Sing me to Sleep
Page 35
I am unsure how I am here. Since the house where I spent my life and my death was sold a month ago, I have been somewhere and nowhere at the same time and now I am here. It feels odd to be outdoors after so long. I grew so used to the walls of 17 Pilton Gardens that I didn’t think anywhere else existed any more, not really. It feels good too. I feel more solid, somehow, as if I am something again. As if I am somehow a person. If I concentrate very hard I can feel a tingle on my skin, the tickle of the air rushing by. It can’t last, this feeling, of course. I know that – I understand it. Because along with the sense of being again, comes a weariness with which I can barely contend. The exhaustion of every heightened emotion of twenty-four years spent watching.
If I were alive, I would be middle-aged. How odd to feel it, yet to have no idea what it would look like. In my head, I am still twenty-seven years old – I am twenty-seven years old, but with the wisdom and pain and joy of the fifty-one years that I have existed coursing through my veins. Before now everything was unfinished but being here – finally leaving the prison of my death and being here, with them, where they all are – my family – the sense of completion becomes clearer and clearer.

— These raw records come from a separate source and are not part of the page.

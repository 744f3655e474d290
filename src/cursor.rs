use std::marker::PhantomData;

use zerocopy::{BigEndian, byteorder};

use crate::{ByteOrder, Error, Result};

/// Forward-only reader over a borrowed byte buffer.
///
/// Every read checks its full width against the remaining input and fails
/// with [`Error::EndOfFile`] instead of reading past the end.
#[derive(Clone, Debug)]
pub struct Cursor<'a, O: ByteOrder = BigEndian> {
    data: &'a [u8],
    pos: usize,
    _marker: PhantomData<O>,
}

impl<'a, O: ByteOrder> Cursor<'a, O> {
    pub fn new(data: &'a [u8]) -> Self {
        Self {
            data,
            pos: 0,
            _marker: PhantomData,
        }
    }

    #[inline]
    pub fn position(&self) -> usize {
        self.pos
    }

    #[inline]
    pub fn remaining(&self) -> usize {
        self.data.len() - self.pos
    }

    pub fn get_ref(&self) -> &'a [u8] {
        self.data
    }

    /// Advances the position by `delta` bytes without reading them.
    pub fn seek(&mut self, delta: usize) -> Result<()> {
        if delta > self.remaining() {
            return Err(Error::EndOfFile);
        }
        self.pos += delta;
        Ok(())
    }

    /// Returns the next byte without consuming it.
    pub fn peek(&self) -> Result<u8> {
        self.data.get(self.pos).copied().ok_or(Error::EndOfFile)
    }

    #[inline]
    fn take(&mut self, len: usize) -> Result<&'a [u8]> {
        if len > self.remaining() {
            return Err(Error::EndOfFile);
        }
        let bytes = &self.data[self.pos..self.pos + len];
        self.pos += len;
        Ok(bytes)
    }

    #[inline]
    fn take_array<const N: usize>(&mut self) -> Result<[u8; N]> {
        let mut out = [0u8; N];
        out.copy_from_slice(self.take(N)?);
        Ok(out)
    }

    pub fn read_u8(&mut self) -> Result<u8> {
        let [b] = self.take_array::<1>()?;
        Ok(b)
    }

    pub fn read_i8(&mut self) -> Result<i8> {
        Ok(self.read_u8()? as i8)
    }

    pub fn read_u16(&mut self) -> Result<u16> {
        Ok(byteorder::U16::<O>::from_bytes(self.take_array()?).get())
    }

    pub fn read_i16(&mut self) -> Result<i16> {
        Ok(byteorder::I16::<O>::from_bytes(self.take_array()?).get())
    }

    pub fn read_i32(&mut self) -> Result<i32> {
        Ok(byteorder::I32::<O>::from_bytes(self.take_array()?).get())
    }

    /// Eight bytes packed most significant first (for big-endian `O`).
    pub fn read_i64(&mut self) -> Result<i64> {
        Ok(byteorder::I64::<O>::from_bytes(self.take_array()?).get())
    }

    pub fn read_f32(&mut self) -> Result<f32> {
        Ok(byteorder::F32::<O>::from_bytes(self.take_array()?).get())
    }

    pub fn read_f64(&mut self) -> Result<f64> {
        Ok(byteorder::F64::<O>::from_bytes(self.take_array()?).get())
    }

    /// Reads `len` bytes as text, one code point per byte.
    ///
    /// Bytes map to U+0000..=U+00FF unchanged, so any byte sequence comes
    /// back out of [`crate::text::encode_latin1`] identical.
    pub fn read_text(&mut self, len: usize) -> Result<String> {
        Ok(crate::text::decode_latin1(self.take(len)?))
    }

    /// Reads a `u16` length prefix and that many bytes of text.
    pub fn read_prefixed_text(&mut self) -> Result<String> {
        let len = self.read_u16()? as usize;
        self.read_text(len)
    }
}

The robin gives another sharp trill in the tree as if demanding attention. She succeeds as they turn their heads to seek and find her and point her out to the child. “Look, Judith,” they say. “Look at the birdie.” But at two months old my granddaughter is only interested in the warmth of arms and the taste of sweet milk.
My granddaughter. Judith Rose, Jennifer Mycroft. The Jennifer is for me, the Rose for my mother, and Judith, not after the woman, but after the place, Judith’s Acre. Where my daughter has thrived. Where she has been happiest.

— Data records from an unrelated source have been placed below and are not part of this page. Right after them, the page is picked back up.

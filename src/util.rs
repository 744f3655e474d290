/// Byte order used for every multi-byte field of the tag format.
///
/// Java edition data is [`BigEndian`](zerocopy::BigEndian); the same codec
/// reads Bedrock-style data when instantiated with
/// [`LittleEndian`](zerocopy::LittleEndian).
pub trait ByteOrder: zerocopy::ByteOrder + Send + Sync + 'static {}

impl<T: zerocopy::ByteOrder + Send + Sync + 'static> ByteOrder for T {}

My beloved Bee. My darling. My beginning. My end. She’ll be back soon, I heard Ed say. Gone to the village of Watchet – “Watch iiiit!” he warns the woman in jest, in what seems to be a familiar joke – to meet her friends from school for coffee. He laughed about how once they couldn’t keep her in but since Judith’s arrival they cannot get her out. I understand that too. The love, the sheer adoration that you can feel when your child finally leaves the sanctuary of your body and you are torn between wanting her to go back where it’s safe, and the want – the need – to look at her beauty every hour God sends. To drink her in, to find looking away unbearable in case you miss something, the tiniest thing, to need to touch and smell and nuzzle and nurse. After that, there is nothing that can make you as happy again. I know that my Bee understands that now too. That she knows that this is instinct. That this is how every woman feels about her daughter. How I felt about her.
Ed and I dreamed of this too. Of sitting side by side in the sunshine. Of grandchildren. Of love. Of contentment. If I had to die again, then this is how I would want to do it. In the arms of my family, peacefully. On a Saturday morning when the world is at rest, going about pleasurable business.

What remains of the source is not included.